Problem details: Copy the lines below verbatim. Begin with the first and end with the line containing "otherwise world units".

Records supplied START

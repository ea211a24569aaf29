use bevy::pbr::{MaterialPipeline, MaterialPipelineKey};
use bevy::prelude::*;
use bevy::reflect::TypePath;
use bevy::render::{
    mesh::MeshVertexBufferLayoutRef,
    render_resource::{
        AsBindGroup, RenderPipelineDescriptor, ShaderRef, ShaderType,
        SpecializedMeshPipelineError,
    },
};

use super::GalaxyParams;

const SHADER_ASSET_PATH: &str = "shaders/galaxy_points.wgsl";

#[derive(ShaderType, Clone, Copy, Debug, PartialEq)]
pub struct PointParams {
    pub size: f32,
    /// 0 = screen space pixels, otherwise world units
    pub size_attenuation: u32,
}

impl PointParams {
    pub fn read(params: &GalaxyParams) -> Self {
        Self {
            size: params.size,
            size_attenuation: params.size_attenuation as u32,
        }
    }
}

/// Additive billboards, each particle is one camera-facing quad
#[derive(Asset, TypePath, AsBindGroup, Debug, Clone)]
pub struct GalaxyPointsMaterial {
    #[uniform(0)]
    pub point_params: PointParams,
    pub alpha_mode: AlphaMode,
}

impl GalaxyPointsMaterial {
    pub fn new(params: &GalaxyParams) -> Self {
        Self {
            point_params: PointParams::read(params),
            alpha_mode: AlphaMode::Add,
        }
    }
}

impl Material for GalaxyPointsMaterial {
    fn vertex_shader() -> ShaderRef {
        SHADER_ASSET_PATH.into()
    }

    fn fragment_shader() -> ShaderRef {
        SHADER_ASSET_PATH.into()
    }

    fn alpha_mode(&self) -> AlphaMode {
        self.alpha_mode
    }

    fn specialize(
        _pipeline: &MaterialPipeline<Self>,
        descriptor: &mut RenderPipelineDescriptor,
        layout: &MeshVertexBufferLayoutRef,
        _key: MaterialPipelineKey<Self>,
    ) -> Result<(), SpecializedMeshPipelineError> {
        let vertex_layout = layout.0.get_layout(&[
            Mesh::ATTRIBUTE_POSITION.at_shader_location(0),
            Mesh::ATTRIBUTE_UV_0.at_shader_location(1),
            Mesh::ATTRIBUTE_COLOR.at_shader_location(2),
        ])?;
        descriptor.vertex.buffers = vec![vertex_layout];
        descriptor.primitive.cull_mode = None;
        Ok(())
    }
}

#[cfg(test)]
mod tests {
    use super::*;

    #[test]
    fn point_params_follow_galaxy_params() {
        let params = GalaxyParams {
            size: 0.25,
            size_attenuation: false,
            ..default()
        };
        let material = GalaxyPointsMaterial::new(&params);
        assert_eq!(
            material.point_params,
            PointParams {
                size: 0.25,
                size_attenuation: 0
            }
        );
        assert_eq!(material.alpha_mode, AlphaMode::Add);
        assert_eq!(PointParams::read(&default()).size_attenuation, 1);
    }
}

Records supplied END

Exercise solution:
repository ea211a24569aaf29
use bevy::pbr::{MaterialPipeline, MaterialPipelineKey};
use bevy::prelude::*;
use bevy::reflect::TypePath;
use bevy::render::{
    mesh::MeshVertexBufferLayoutRef,
    render_resource::{
        AsBindGroup, RenderPipelineDescriptor, ShaderRef, ShaderType,
        SpecializedMeshPipelineError,
    },
};

use super::GalaxyParams;

const SHADER_ASSET_PATH: &str = "shaders/galaxy_points.wgsl";

#[derive(ShaderType, Clone, Copy, Debug, PartialEq)]
pub struct PointParams {
    pub size: f32,
    /// 0 = screen space pixels, otherwise world units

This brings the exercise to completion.